I try to end every history course on a contemporary note. Either we bring a second-half survey right up to the present (or to things my students can remember well) or we finish on a long-ago topic that has strong contemporary resonance. The best history courses leave some unfinished business. They tell a long story whose outcome we don’t know. There’s power in that.
That power comes from anxiety—mine as much as theirs. “Authenticity” or self-revelation usually doesn’t play much of a role in my conception of pedagogy, but at the end of a course, I try to let my personal apprehensions show a little. We’re living together in a time of obvious instability and change, and I don’t know the future any more than my students do.
If I’ve done my job well, my students now have an enlarged sense of how very bad things can get. (One of the things that has changed since I started teaching a decade ago is that I no longer have to fight my students’ naïve optimism to do that. A lot of today’s undergraduates are scared.)
But as I tell my students, historians dwell in the tense space between two realizations. First, we spend our time documenting how evil humans can be to each other, and how vulnerable every society has been. At the same time, we spend our time documenting how people have responded to danger: often foolishly, often oppressively, but also creatively, charitably, humanely, heroically.
At our best, we don’t tell stories about bright sides and silver linings. We tell stories about defiance.
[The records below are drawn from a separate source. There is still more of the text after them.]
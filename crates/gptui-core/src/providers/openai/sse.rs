//! Decoder for Chat Completions event streams.
//!
//! Event framing is handled by `eventsource-stream`. Each event's `data`
//! carries either a JSON chunk, an `{"error": ...}` object, or the `[DONE]`
//! sentinel. Empty payloads are skipped. The first malformed chunk, provider
//! error or body failure ends the stream.

use std::pin::Pin;
use std::task::{Context, Poll};

use bytes::Bytes;
use eventsource_stream::{EventStream, EventStreamError, Eventsource};
use futures_util::Stream;
use serde_json::Value;

use super::types::StreamChunk;
use crate::providers::shared::{ChatError, ChatResult};
use crate::transport::{TransportError, TransportErrorKind};

const DONE_SENTINEL: &str = "[DONE]";

/// Appends a blank line at body end so a final event without a trailing
/// newline is still dispatched.
struct SseTerminatedStream<S> {
    inner: S,
    emitted_terminator: bool,
}

impl<S> SseTerminatedStream<S> {
    fn new(inner: S) -> Self {
        Self {
            inner,
            emitted_terminator: false,
        }
    }
}

impl<S, E> Stream for SseTerminatedStream<S>
where
    S: Stream<Item = Result<Bytes, E>> + Unpin,
{
    type Item = Result<Bytes, E>;

    fn poll_next(mut self: Pin<&mut Self>, cx: &mut Context<'_>) -> Poll<Option<Self::Item>> {
        if self.emitted_terminator {
            return Poll::Ready(None);
        }

        match Pin::new(&mut self.inner).poll_next(cx) {
            Poll::Ready(None) => {
                self.emitted_terminator = true;
                Poll::Ready(Some(Ok(Bytes::from_static(b"\n\n"))))
            }
            other => other,
        }
    }
}

/// Result of decoding one event payload.
enum Payload {
    Skip,
    Chunk(StreamChunk),
    Done,
}

fn parse_payload(data: &str) -> ChatResult<Payload> {
    let data = data.trim();
    if data.is_empty() {
        return Ok(Payload::Skip);
    }
    if data == DONE_SENTINEL {
        return Ok(Payload::Done);
    }

    let value: Value = serde_json::from_str(data).map_err(|e| ChatError::decode(&e))?;
    // Providers report mid-stream failures as an error object on a 200 response
    if value.get("error").is_some() {
        return Err(ChatError::http_status(200, data));
    }
    serde_json::from_value(value)
        .map(Payload::Chunk)
        .map_err(|e| ChatError::decode(&e))
}

fn map_stream_error(err: EventStreamError<TransportError>) -> ChatError {
    match err {
        EventStreamError::Transport(err) => ChatError::Transport(err),
        other => ChatError::Transport(TransportError::new(
            TransportErrorKind::Body,
            format!("SSE stream error: {other}"),
        )),
    }
}

/// Adapts a body byte stream into decoded [`StreamChunk`]s.
pub struct SseDataStream<S> {
    inner: EventStream<SseTerminatedStream<S>>,
    finished: bool,
}

impl<S> SseDataStream<S>
where
    S: Stream<Item = Result<Bytes, TransportError>> + Unpin,
{
    pub fn new(inner: S) -> Self {
        Self {
            inner: SseTerminatedStream::new(inner).eventsource(),
            finished: false,
        }
    }
}

impl<S> Stream for SseDataStream<S>
where
    S: Stream<Item = Result<Bytes, TransportError>> + Unpin,
{
    type Item = ChatResult<StreamChunk>;

    fn poll_next(mut self: Pin<&mut Self>, cx: &mut Context<'_>) -> Poll<Option<Self::Item>> {
        loop {
            if self.finished {
                return Poll::Ready(None);
            }

            match Pin::new(&mut self.inner).poll_next(cx) {
                Poll::Ready(Some(Ok(event))) => match parse_payload(&event.data) {
                    Ok(Payload::Skip) => {}
                    Ok(Payload::Chunk(chunk)) => return Poll::Ready(Some(Ok(chunk))),
                    Ok(Payload::Done) => {
                        tracing::debug!("stream sentinel received");
                        self.finished = true;
                    }
                    Err(err) => {
                        self.finished = true;
                        return Poll::Ready(Some(Err(err)));
                    }
                },
                Poll::Ready(Some(Err(err))) => {
                    self.finished = true;
                    return Poll::Ready(Some(Err(map_stream_error(err))));
                }
                Poll::Ready(None) => self.finished = true,
                Poll::Pending => return Poll::Pending,
            }
        }
    }
}
/// Scroll mode for the transcript.
#[derive(Debug, Clone, Copy, PartialEq, Eq)]
pub enum ScrollMode {
    /// Auto-scroll to show latest content (bottom of transcript).
    FollowLatest,
    /// User scrolled manually; offset is line index from top.
    Anchored { offset: usize },
}

/// Scroll position plus the line count it was computed against.
#[derive(Debug, Clone)]
pub struct ScrollState {
    pub mode: ScrollMode,
    /// Total transcript lines at the current width.
    pub line_count: usize,
}

impl Default for ScrollState {
    fn default() -> Self {
        Self {
            mode: ScrollMode::FollowLatest,
            line_count: 0,
        }
    }
}

impl ScrollState {
    pub fn is_following(&self) -> bool {
        matches!(self.mode, ScrollMode::FollowLatest)
    }

    /// First visible line for a viewport of `viewport_height` lines.
    pub fn offset(&self, viewport_height: usize) -> usize {
        let max_offset = self.line_count.saturating_sub(viewport_height);
        match self.mode {
            ScrollMode::FollowLatest => max_offset,
            ScrollMode::Anchored { offset } => offset.min(max_offset),
        }
    }

    pub fn scroll_up(&mut self, lines: usize, viewport_height: usize) {
        let offset = self.offset(viewport_height).saturating_sub(lines);
        self.mode = ScrollMode::Anchored { offset };
    }

    /// Returns to follow mode once the bottom is reached.
    pub fn scroll_down(&mut self, lines: usize, viewport_height: usize) {
        if self.is_following() {
            return;
        }

        let max_offset = self.line_count.saturating_sub(viewport_height);
        let offset = (self.offset(viewport_height) + lines).min(max_offset);
        self.mode = if offset >= max_offset {
            ScrollMode::FollowLatest
        } else {
            ScrollMode::Anchored { offset }
        };
    }

    pub fn scroll_to_top(&mut self) {
        self.mode = ScrollMode::Anchored { offset: 0 };
    }

    pub fn scroll_to_bottom(&mut self) {
        self.mode = ScrollMode::FollowLatest;
    }

    pub fn page_up(&mut self, viewport_height: usize) {
        self.scroll_up(viewport_height.max(1), viewport_height);
    }

    pub fn page_down(&mut self, viewport_height: usize) {
        self.scroll_down(viewport_height.max(1), viewport_height);
    }
}

#[cfg(test)]
mod tests {
    use super::*;

    fn scroll_with(lines: usize) -> ScrollState {
        ScrollState {
            line_count: lines,
            ..ScrollState::default()
        }
    }

    #[test]
    fn test_follow_shows_bottom() {
        assert_eq!(scroll_with(30).offset(10), 20);
        assert_eq!(scroll_with(5).offset(10), 0);
    }

    #[test]
    fn test_scroll_up_then_back_down_follows() {
        let mut scroll = scroll_with(30);
        scroll.scroll_up(5, 10);
        assert_eq!(scroll.mode, ScrollMode::Anchored { offset: 15 });

        scroll.scroll_down(3, 10);
        assert_eq!(scroll.offset(10), 18);

        scroll.scroll_down(10, 10);
        assert!(scroll.is_following());
    }

    #[test]
    fn test_page_up_clamps_at_top() {
        let mut scroll = scroll_with(15);
        scroll.page_up(10);
        scroll.page_up(10);
        assert_eq!(scroll.offset(10), 0);
    }

    #[test]
    fn test_anchored_offset_clamped_after_shrink() {
        let mut scroll = scroll_with(50);
        scroll.mode = ScrollMode::Anchored { offset: 40 };
        scroll.line_count = 20;
        assert_eq!(scroll.offset(10), 10);
    }
}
It’s a cliché, but it’s true: Courage consists not of lacking fear, but of acting in spite of your fear. It’s in that sense that I try to make sure that my parting thoughts (as well as many moments earlier in the semester) are a call to courage.
I want my students to understand that the next part of the past, the part we haven’t covered because it hasn’t happened yet, is up to them and all the people they know and all the people like them.
They are the material of the histories of the future. That’s what hope means.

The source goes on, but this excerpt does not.